Auch andere Baumarten leiden erheblich unter der Trockenheit der letzten Jahre. Viele Waldbesitzer haben ihre Vermögenssubstanz verloren.

Gerade war Tag des Baumes. Am 25. April wurde er zum 70. Mal "gefeiert".

Werfen wir – nicht nur aus diesem Anlass – einen Blick auf ein waldreiches Bundesland und dort des weiteren in eine stark bewaldete Region. Zu mehr als der Hälfte besteht der nordrhein-westfälischen Wald eigentlich aus Laubbäumen (55 Prozent), meist Buchen und Eichen. Zu knapp 42 Prozent wachsen Nadelbäume, vor allem Fichten, die sich zur industriellen Verarbeitung und Fertigung eignen.

In den stark bewaldeten Mittelgebirgen dominieren noch die großen und zusammenhängenden Waldgebiete.

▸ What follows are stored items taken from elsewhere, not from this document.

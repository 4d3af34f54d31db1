//! Distinct configurations of one level, and the step to the next level.

use std::collections::HashSet;

use tracing::{debug, trace};

use crate::domain::model::ConfigurationSet;

/// All pairwise non-equivalent configurations with `level` circles.
///
/// Members keep discovery order. The dedup contract is enforced on insertion:
/// a candidate equivalent to an accepted member is discarded.
#[derive(Debug, Clone)]
pub struct DedupCollection {
    level: usize,
    members: Vec<ConfigurationSet>,
    /// Canonical text of every accepted member.
    seen: HashSet<String>,
}

impl DedupCollection {
    /// Empty collection for `level`.
    pub fn new(level: usize) -> Self {
        Self {
            level,
            members: Vec::new(),
            seen: HashSet::new(),
        }
    }

    /// Level 0: exactly one member, the empty configuration.
    pub fn seed() -> Self {
        let mut collection = Self::new(0);
        collection.insert(ConfigurationSet::new());
        collection
    }

    pub fn level(&self) -> usize {
        self.level
    }

    pub fn len(&self) -> usize {
        self.members.len()
    }

    pub fn is_empty(&self) -> bool {
        self.members.is_empty()
    }

    pub fn members(&self) -> &[ConfigurationSet] {
        &self.members
    }

    pub fn iter(&self) -> std::slice::Iter<'_, ConfigurationSet> {
        self.members.iter()
    }

    /// Whether an equivalent configuration was already accepted.
    pub fn contains_equivalent(&self, candidate: &ConfigurationSet) -> bool {
        self.seen.contains(&candidate.canonical_text())
    }

    /// Accept `candidate` unless an equivalent member exists. Returns whether it was added.
    pub fn insert(&mut self, candidate: ConfigurationSet) -> bool {
        debug_assert_eq!(candidate.circle_count(), self.level);
        let text = candidate.canonical_text();
        if self.seen.contains(&text) {
            trace!("insert: discarding duplicate {}", text);
            return false;
        }
        trace!("insert: accepting {}", text);
        self.seen.insert(text);
        self.members.push(candidate);
        true
    }

    /// Every distinct configuration with one more circle.
    pub fn next_level(&self) -> DedupCollection {
        let mut next = DedupCollection::new(self.level + 1);
        let mut candidates = 0usize;
        for config in &self.members {
            for candidate in config.add_circle() {
                candidates += 1;
                next.insert(candidate);
            }
        }
        debug!(
            "next_level: level {} from {} candidates -> {} distinct",
            next.level,
            candidates,
            next.len()
        );
        next
    }
}

impl<'a> IntoIterator for &'a DedupCollection {
    type Item = &'a ConfigurationSet;
    type IntoIter = std::slice::Iter<'a, ConfigurationSet>;

    fn into_iter(self) -> Self::IntoIter {
        self.members.iter()
    }
}

#[cfg(test)]
mod tests {
    use super::*;

    #[test]
    fn given_seed_when_inspecting_then_single_empty_configuration() {
        let seed = DedupCollection::seed();
        assert_eq!(seed.level(), 0);
        assert_eq!(seed.len(), 1);
        assert!(seed.members()[0].is_empty());
    }

    #[test]
    fn given_equivalent_candidate_when_inserting_then_discarded() {
        let mut collection = DedupCollection::new(3);
        assert!(collection.insert("[ C [ C ], C ]".parse().unwrap()));
        assert!(!collection.insert("[ C, C [ C ] ]".parse().unwrap()));
        assert!(collection.insert("[ C, C, C ]".parse().unwrap()));
        assert_eq!(collection.len(), 2);
    }

    #[test]
    fn given_level_two_when_expanding_then_discovery_order_is_stable() {
        let level2 = DedupCollection::seed().next_level().next_level();
        let texts: Vec<String> = level2.iter().map(|c| c.to_string()).collect();
        assert_eq!(texts, vec!["[ C, C ]", "[ C [ C ] ]"]);
    }
}
//! Enumeration of distinct nested-circle configurations.
//!
//! Level `n` holds every structurally distinct arrangement of `n`
//! non-intersecting circles. Level `n + 1` is derived from level `n` by
//! inserting one circle at every legal position and discarding candidates
//! whose canonical text was already seen.

pub mod application;
pub mod cli;
pub mod config;
pub mod domain;
pub mod exitcode;
pub mod infrastructure;
pub mod util;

Waldeslust und Waldesfrust: Beispiel NRW

Nordrhein-Westfalen weist einen hohen Privatwaldanteil auf – den höchsten eines Flächenlandes in ganz Deutschland (63 Prozent Privatwaldbesitz). Zu deutlich geringeren Anteilen gehört der Wald dem Land (13 Prozent), dem Bund (3 Prozent) oder ist Körperschaftswald (21 Prozent). Im Sauerland dominieren die mittelgroßen Betriebe. Bergisches Land und Münsterland sind typische Gegenden mit kleineren Betrieben.

Zur Region:

Wald bedeckt fast 40 Prozent des Oberbergischen östlich und nordöstlich von Köln (NRW gesamt: rd. 27 Prozent) und zählt damit zu den grünen Lungen von NRW. Ich lebe seit mehr als 30 Jahren im bergischen Kreisgebiet. Hier, so wirbt der regionale Tourismusverein, haben wir eines der waldreichsten Gebiete von Nordrhein-Westfalen.

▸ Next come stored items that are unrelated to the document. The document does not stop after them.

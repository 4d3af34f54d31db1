//! CLI-level errors (wraps infrastructure errors)

use thiserror::Error;

use crate::application::ApplicationError;
use crate::infrastructure::InfraError;

/// CLI errors are the top-level error type.
/// These are what get displayed to the user.
#[derive(Error, Debug)]
pub enum CliError {
    #[error("{0}")]
    Infra(#[from] InfraError),

    #[error("invalid arguments: {0}")]
    InvalidArgs(String),
}

impl From<ApplicationError> for CliError {
    fn from(e: ApplicationError) -> Self {
        CliError::Infra(InfraError::Application(e))
    }
}

/// Result type for CLI operations.
pub type CliResult<T> = Result<T, CliError>;

impl CliError {
    /// Get the appropriate exit code for this error.
    pub fn exit_code(&self) -> i32 {
        match self {
            CliError::InvalidArgs(_) => crate::exitcode::USAGE,
            CliError::Infra(e) => match e {
                InfraError::Render { .. } => crate::exitcode::CANTCREAT,
                InfraError::Upload { .. } => crate::exitcode::UNAVAILABLE,
                InfraError::Application(app) => match app {
                    ApplicationError::Domain(_) => crate::exitcode::DATAERR,
                    ApplicationError::Config { .. } | ApplicationError::UploadNotConfigured => {
                        crate::exitcode::CONFIG
                    }
                    ApplicationError::OperationFailed { source, .. } => {
                        match source.downcast_ref::<InfraError>() {
                            Some(InfraError::Upload { .. }) => crate::exitcode::UNAVAILABLE,
                            _ => crate::exitcode::SOFTWARE,
                        }
                    }
                },
            },
        }
    }
}

#[cfg(test)]
mod tests {
    use super::*;

    #[test]
    fn given_invalid_args_when_mapping_then_usage_exit_code() {
        let err = CliError::InvalidArgs("level".into());
        assert_eq!(err.exit_code(), crate::exitcode::USAGE);
    }

    #[test]
    fn given_missing_upload_host_when_mapping_then_config_exit_code() {
        let err = CliError::from(ApplicationError::UploadNotConfigured);
        assert_eq!(err.exit_code(), crate::exitcode::CONFIG);
    }

    #[test]
    fn given_failed_scp_when_mapping_then_unavailable_exit_code() {
        let err = CliError::from(ApplicationError::OperationFailed {
            context: "scp".into(),
            source: Box::new(InfraError::Upload {
                message: "connection refused".into(),
                exit_code: Some(1),
            }),
        });
        assert_eq!(err.exit_code(), crate::exitcode::UNAVAILABLE);
    }

    #[test]
    fn given_render_failure_when_mapping_then_cantcreat_exit_code() {
        let err = CliError::from(InfraError::Render {
            level: 3,
            source: ApplicationError::OperationFailed {
                context: "save image: circles_3.png".into(),
                source: Box::new(std::io::Error::other("disk full")),
            },
        });
        assert_eq!(err.exit_code(), crate::exitcode::CANTCREAT);
        assert!(err.to_string().contains("disk full"), "{}", err);
    }
}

Und als ich hierher zog, in den 1980er Jahren, war das auch der gefühlte Eindruck: Als vormaliger Städter war man mächtig beeindruckt von den Wäldern rechts und links des Aggertals, sie sich kilometerweit hoch auf die Anhöhen erstrecken und in denen man sich buchstäblich verlaufen kann.

Von der einstigen Waldeslust finden sich Einwohner und Touristen heute weit entfernt. Kilometerweit: Geisterhafte Mondlandschaft.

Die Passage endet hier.